Cómo era el nuevo titanosaurio
Según detalló Filippi, Yeneen houssayi tenía una cabeza pequeña en comparación con su cuerpo, medía entre 10 y 12 metros de largo y pesaba entre 8 y 10 toneladas. Los científicos lograron identificarlo como una especie nueva gracias a las características únicas de sus vértebras dorsales, el sacro y la primera vértebra caudal, todas ellas perfectamente preservadas.
Este dinosaurio pertenece al grupo de los titanosaurios, famosos por su tamaño colosal y su presencia dominante en la Patagonia durante el Cretácico Superior. El descubrimiento de Yeneen se suma a otros titanosaurios hallados en la zona, como Overosaurus paradasorum e Inawemtu oslatus, lo que permite a los expertos comparar detalles anatómicos y formular nuevas hipótesis sobre la evolución y diversidad de estos animales.

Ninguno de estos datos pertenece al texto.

#[cfg(test)]
mod tests {
    use super::*;
    use serde_json::json;

    fn foo_schema() -> Value {
        json!({
            "name": "Foo",
            "namespace": "ns",
            "type": "record",
            "fields": [{ "name": "bar", "type": "int" }]
        })
    }

    #[test]
    fn single_record_produces_one_keyed_class() {
        let generated = generate(&[foo_schema()]).unwrap();

        assert_eq!(generated.classes.qualified_names(), vec!["ns.Foo"]);
        let class = generated.classes.get("ns.Foo").unwrap();
        assert_eq!(class.class_name, "ns_Foo");
        assert_eq!(class.kind, ClassKind::Transport);
        assert!(class.source.contains("public Integer bar { get; set; }"));
        assert!(class.source.contains("public ns_Foo(Integer bar)"));
        assert!(class.source.contains("this.bar = bar;"));
        assert!(generated.source.starts_with("public class OrizuruTransport {"));
        assert!(generated.source.contains(&class.source));
    }

    #[test]
    fn nested_definitions_precede_their_record() {
        let classes = classes_for_schema(
            &json!({
                "type": "record",
                "name": "Parent",
                "namespace": "com.example",
                "fields": [
                    { "name": "child", "type": {
                        "type": "record",
                        "name": "Child",
                        "fields": [{ "name": "color", "type": { "type": "enum", "name": "Color", "symbols": ["RED"] } }]
                    } },
                    { "name": "size", "type": "long" }
                ]
            }),
            &ApexTypeMapper,
        )
        .unwrap();

        let names: Vec<&str> = classes.iter().map(|c| c.qualified_name.as_str()).collect();
        assert_eq!(names, vec!["com.example.Color", "com.example.Child", "com.example.Parent"]);
        assert_eq!(classes[1].kind, ClassKind::Inner);
        assert!(classes[1].source.contains("public com_example_Color color"));
        assert!(classes[2].source.contains("public com_example_Child child"));
    }

    #[test]
    fn recursive_record_resolves_to_itself() {
        let classes = classes_for_schema(
            &json!({
                "type": "record",
                "name": "Node",
                "fields": [
                    { "name": "value", "type": "string" },
                    { "name": "next", "type": ["null", "Node"] },
                    { "name": "children", "type": { "type": "array", "items": "Node" } }
                ]
            }),
            &ApexTypeMapper,
        )
        .unwrap();

        assert_eq!(classes.len(), 1);
        assert!(classes[0].source.contains("public Object next"));
        assert!(classes[0].source.contains("public List<Node> children"));
    }

    #[test]
    fn all_types_map_through_the_table() {
        let classes = classes_for_schema(
            &json!({
                "type": "record",
                "name": "All",
                "fields": [
                    { "name": "n", "type": "null" },
                    { "name": "b", "type": "boolean" },
                    { "name": "i", "type": "int" },
                    { "name": "l", "type": "long" },
                    { "name": "f", "type": "float" },
                    { "name": "d", "type": "double" },
                    { "name": "s", "type": "string" },
                    { "name": "m", "type": { "type": "map", "values": { "type": "array", "items": "int" } } }
                ]
            }),
            &ApexTypeMapper,
        )
        .unwrap();

        let source = &classes[0].source;
        for expected in [
            "public Object n",
            "public Boolean b",
            "public Integer i",
            "public Long l",
            "public Double f",
            "public Double d",
            "public String s",
            "public Map<String, List<Integer>> m",
        ] {
            assert!(source.contains(expected), "missing {}", expected);
        }
    }

    #[test]
    fn union_members_still_emit_their_definitions() {
        let classes = classes_for_schema(
            &json!({
                "type": "record",
                "name": "Holder",
                "fields": [{ "name": "value", "type": [
                    "null",
                    { "type": "record", "name": "A", "fields": [] },
                    { "type": "enum", "name": "B", "symbols": ["X"] }
                ] }]
            }),
            &ApexTypeMapper,
        )
        .unwrap();

        let names: Vec<&str> = classes.iter().map(|c| c.qualified_name.as_str()).collect();
        assert_eq!(names, vec!["A", "B", "Holder"]);
    }

    #[test]
    fn namespace_in_name_is_used_for_the_class() {
        let classes = classes_for_schema(
            &json!({
                "type": "record",
                "name": "com.example.Thing",
                "fields": [{ "name": "other", "type": { "type": "record", "name": "Other", "fields": [] } }]
            }),
            &ApexTypeMapper,
        )
        .unwrap();

        assert_eq!(classes[0].qualified_name, "com.example.Other");
        assert_eq!(classes[1].class_name, "com_example_Thing");
    }

    #[test]
    fn undefined_reference_fails() {
        let err = classes_for_schema(
            &json!({
                "type": "record",
                "name": "Test",
                "namespace": "com.financialforce",
                "fields": [{ "name": "x", "type": "unknown" }]
            }),
            &ApexTypeMapper,
        )
        .unwrap_err();

        assert_eq!(err.code, ErrorCode::SchemaUndefinedType);
        assert_eq!(err.message, "undefined type name: com.financialforce.unknown");
    }

    #[test]
    fn duplicate_definition_within_schema_fails() {
        let err = classes_for_schema(
            &json!({
                "type": "record",
                "name": "Test",
                "namespace": "com.financialforce",
                "fields": [
                    { "name": "a", "type": { "type": "enum", "name": "TestEnum", "symbols": ["A"] } },
                    { "name": "b", "type": { "type": "enum", "name": "TestEnum", "symbols": ["A"] } }
                ]
            }),
            &ApexTypeMapper,
        )
        .unwrap_err();

        assert_eq!(err.code, ErrorCode::SchemaDuplicateDefinition);
        assert_eq!(err.message, "duplicate type name: com.financialforce.TestEnum");
    }

    #[test]
    fn non_record_root_fails() {
        let err = generate(&[json!({ "type": "enum", "name": "E", "symbols": ["A"] })]).unwrap_err();
        assert_eq!(err.code, ErrorCode::SchemaInvalidRoot);
        assert!(err.message.starts_with("For conversion to apex"));
    }

    #[test]
    fn bytes_and_fixed_fields_are_unsupported() {
        for ty in [json!("bytes"), json!({ "type": "bytes" }), json!({ "type": "fixed", "name": "F", "size": 4 })] {
            let err = generate(&[json!({
                "type": "record",
                "name": "R",
                "fields": [{ "name": "raw", "type": ty }]
            })])
            .unwrap_err();
            assert_eq!(err.code, ErrorCode::SchemaUnsupportedType);
            assert!(err.message.contains("We do not support"));
        }
    }

    #[test]
    fn identical_definitions_across_schemas_emit_once() {
        let shared = json!({ "type": "record", "name": "Shared", "namespace": "ns", "fields": [{ "name": "id", "type": "string" }] });
        let first = json!({ "type": "record", "name": "First", "namespace": "ns", "fields": [{ "name": "s", "type": shared }] });
        let second = json!({ "type": "record", "name": "Second", "namespace": "ns", "fields": [{ "name": "s", "type": shared }] });

        let generated = generate(&[first, second]).unwrap();

        assert_eq!(
            generated.classes.qualified_names(),
            vec!["ns.Shared", "ns.First", "ns.Second"]
        );
        assert_eq!(generated.source.matches("public class ns_Shared {").count(), 1);
    }

    #[test]
    fn differing_definitions_across_schemas_fail() {
        let one = json!({ "type": "record", "name": "Foo", "fields": [{ "name": "a", "type": "int" }] });
        let two = json!({ "type": "record", "name": "Foo", "fields": [{ "name": "a", "type": "string" }] });

        let err = generate(&[one, two]).unwrap_err();

        assert_eq!(err.code, ErrorCode::SchemaDuplicateDefinition);
        assert!(err.message.contains("cannot be used across schemas unless they are identical"));
        assert!(err.message.contains("Identifier: 'Foo'"));
    }

    #[test]
    fn class_table_serializes_in_emission_order() {
        let generated = generate(&[foo_schema()]).unwrap();

        let value = serde_json::to_value(&generated.classes).unwrap();

        let keys: Vec<&str> = value.as_object().unwrap().keys().map(String::as_str).collect();
        assert_eq!(keys, generated.classes.qualified_names());
        assert!(value.as_object().unwrap().values().all(|c| c.get("source").is_none()));
    }

    #[test]
    fn identifiers_sharing_an_apex_name_fail() {
        let namespaced = json!({ "type": "record", "name": "Foo", "namespace": "ns", "fields": [{ "name": "a", "type": "int" }] });
        let flat = json!({ "type": "record", "name": "ns_Foo", "fields": [{ "name": "a", "type": "int" }] });

        let err = generate(&[namespaced, flat]).unwrap_err();

        assert_eq!(err.code, ErrorCode::SchemaDuplicateDefinition);
        assert!(err.message.contains("'ns.Foo' and 'ns_Foo'"), "{}", err.message);
        assert!(err.message.contains("Apex class 'ns_Foo'"));
    }

    #[test]
    fn trimmed_underscores_collide_within_one_schema() {
        let err = generate(&[json!({
            "type": "record",
            "name": "Root",
            "fields": [
                { "name": "x", "type": { "type": "record", "name": "b", "namespace": "a_", "fields": [] } },
                { "name": "y", "type": { "type": "record", "name": "_b", "namespace": "a", "fields": [] } }
            ]
        })])
        .unwrap_err();

        assert_eq!(err.code, ErrorCode::SchemaDuplicateDefinition);
    }

    #[test]
    fn class_table_insert_semantics() {
        let class = |source: &str| GeneratedClass {
            qualified_name: "ns.Foo".to_string(),
            class_name: "ns_Foo".to_string(),
            kind: ClassKind::Inner,
            source: source.to_string(),
        };
        let mut table = ClassTable::new();

        assert!(table.insert(class("a")).unwrap());
        assert!(!table.insert(class("a")).unwrap());
        assert!(table.insert(class("b")).is_err());
        assert_eq!(table.len(), 1);
    }
}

“Las diferencias que encontramos en las vértebras y otros huesos nos ayudan a entender cómo estos dinosaurios pudieron haber desarrollado distintas estrategias de alimentación, o incluso si hubo un reemplazo de especies en la región”, explicó Filippi.
El rescate de los fósiles
El camino hasta el descubrimiento comenzó en 2003, cuando un oficial de Gendarmería Nacional denunció el hallazgo de restos fósiles en el área de Cerro Overo - La Invernada, cerca de Rincón de los Sauces. Sin embargo, las dificultades de acceso impidieron el rescate inmediato de los huesos, que permanecieron protegidos durante casi una década.
Recién en 2013, gracias a la apertura de nuevos caminos junto a la empresa ExxonMobil, el equipo científico pudo regresar al sitio y organizar dos campañas de excavación entre 2013 y 2014. Paleontólogos, técnicos y voluntarios trabajaron contrarreloj para extraer los fósiles, que por su tamaño y peso requirieron el uso de un camión grúa.
Los materiales recuperados fueron trasladados al laboratorio del MAU, donde durante meses se dedicaron a la limpieza y preparación de los huesos. El resultado fue un ejemplar que conserva seis vértebras cervicales, diez dorsales con costillas asociadas, el sacro y la primera vértebra caudal.
Más hallazgos en la zona
El trabajo del equipo no terminó ahí. Además del ejemplar principal, los investigadores encontraron un segundo individuo juvenil, identificado por un pequeño hueso de cadera, y un tercer ejemplar con vértebras y huesos de las extremidades, que podría pertenecer a otra especie de titanosaurio aún no descripta.
El estudio contó también con la participación de Flavio Bellardini, José Luis Carballido, Ariel Méndez y Alberto Garrido, lo que refuerza el papel de la Patagonia como uno de los grandes laboratorios naturales para entender la historia de los dinosaurios.
El hallazgo de Yeneen houssayi no solo suma una nueva pieza al rompecabezas de la prehistoria argentina, sino que abre la puerta a futuras investigaciones sobre la diversidad y evolución de los titanosaurios en el sur del continente.